Planting: In 2012 we planted our very own traditional heirloom cider apple orchard.

Growing: Using selections from our cider apple orchard, we partner with local growers to plant the best varieties possible for cider.

Harvesting: All our apples are hand-picked in the late summer and fall.


Working hand-in-hand with our local processors, we custom blend different varieties of apples for each style of cider we make. Different varieties of apples make unique and distinct styles of cider.

Crush apples into pulp: Custom blends of apples are crushed into tiny chunks of apple called pommace.

Press pulp into raw juice: The pommace is pressed into fresh, raw juice.

Leftover pulp salvaged: After pressing, the dry pommace is reclaimed for its nutritional value to be used in snack bars, cattle feed and composting operations.


No shortcuts. Only fresh-pressed Northwest juice is used to make our cider. Never any processed sugars, essences, or colorings.

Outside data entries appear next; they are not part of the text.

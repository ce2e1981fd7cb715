use crate::error::AppError;
use config::{Config as Cfg, File};
use serde::Deserialize;
use std::net::{IpAddr, Ipv4Addr, SocketAddr};

/// Listener settings shared by every HTTP service.
///
/// Read from `.env`, an optional `configuration.{toml,yaml,json}` file, then
/// `APP__HOST` / `APP__PORT`, later sources winning.
#[derive(Debug, Deserialize, Clone, PartialEq, Eq)]
pub struct Config {
    #[serde(default = "default_host")]
    pub host: IpAddr,
    /// 0 asks the OS for a free port.
    #[serde(default = "default_port")]
    pub port: u16,
}

fn default_host() -> IpAddr {
    IpAddr::V4(Ipv4Addr::UNSPECIFIED)
}

fn default_port() -> u16 {
    3000
}

impl Default for Config {
    fn default() -> Self {
        Self {
            host: default_host(),
            port: default_port(),
        }
    }
}

impl Config {
    pub fn load() -> Result<Self, AppError> {
        dotenvy::dotenv().ok();

        let config = Cfg::builder()
            .add_source(File::with_name("configuration").required(false))
            .add_source(config::Environment::with_prefix("APP").separator("__"))
            .build()?;

        Ok(config.try_deserialize()?)
    }

    pub fn bind_addr(&self) -> SocketAddr {
        SocketAddr::new(self.host, self.port)
    }
}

Yeast selection and/or wild fermentation: For each style of cider we select specific wine, beer, or wild yeast strains.

Cold fermentation: Long, slow, cold fermentations bring out the natural fruit aromatics.

Specialty ingredients *optional*: In addition to apples, we sometimes use other agriculturally grown ingredients, such as whole Marionberries, apricots, and raw meadowfoam honey for select styles.

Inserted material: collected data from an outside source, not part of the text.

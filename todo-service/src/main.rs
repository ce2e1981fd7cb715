use service_core::observability::init_tracing;
use todo_service::config::TodoConfig;
use todo_service::services::init_metrics;
use todo_service::startup::Application;

#[tokio::main]
async fn main() -> std::io::Result<()> {
    // Spans are exported only when an OTLP collector is configured
    let otlp_endpoint = std::env::var("OTLP_ENDPOINT").ok();
    init_tracing("todo-service", "info", otlp_endpoint.as_deref());

    init_metrics().map_err(|e| {
        tracing::error!("Failed to initialize metrics: {}", e);
        std::io::Error::other(format!("Metrics error: {}", e))
    })?;

    let config = TodoConfig::load().map_err(|e| {
        tracing::error!("Failed to load configuration: {}", e);
        std::io::Error::other(format!("Configuration error: {}", e))
    })?;

    let app = Application::build(config).await.map_err(|e| {
        tracing::error!("Failed to start todo-service: {}", e);
        std::io::Error::other(format!("Startup error: {}", e))
    })?;

    app.run_until_stopped().await
}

At 2 Towns Ciderhouse, we believe that the long history of cidermaking demands respect and deserves to be done right.

Barrel aging *optional*: Some styles of cider are aged in barrels for additional character and depth. Our favorites include chardonnay, pinot, and bourbon.

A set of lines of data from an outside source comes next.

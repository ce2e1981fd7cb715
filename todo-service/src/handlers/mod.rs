pub mod health;
pub mod todos;

pub use health::{health_check, metrics_endpoint, readiness_check};
pub use todos::{
    create_todo, delete_todo, list_todos, list_todos_by_username, update_todo,
    update_todo_completed,
};
pub mod database;
pub mod memory;
pub mod metrics;
pub mod store;

pub use database::TodoDb;
pub use memory::MemoryTodoStore;
pub use self::metrics::{get_metrics, init_metrics, record_store_operation};
pub use store::TodoStore;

Filtration *optional*: Some styles of cider are filtered for a clean profile, while other styles are intentionally left unfiltered for a more rustic character.

Carbonation *optional*: We carbonate most of our ciders, but some traditional styles are left still.


After fermentation and aging, our finished ciders are transferred to our ‘brite’ tanks for packaging.

Cans: Take them hiking!

Bottles: Time to shine!

Kegs: The best way to get craft cider to your favorite bar.


The most important step in the process, enjoying with good times and even better company. Cheers!!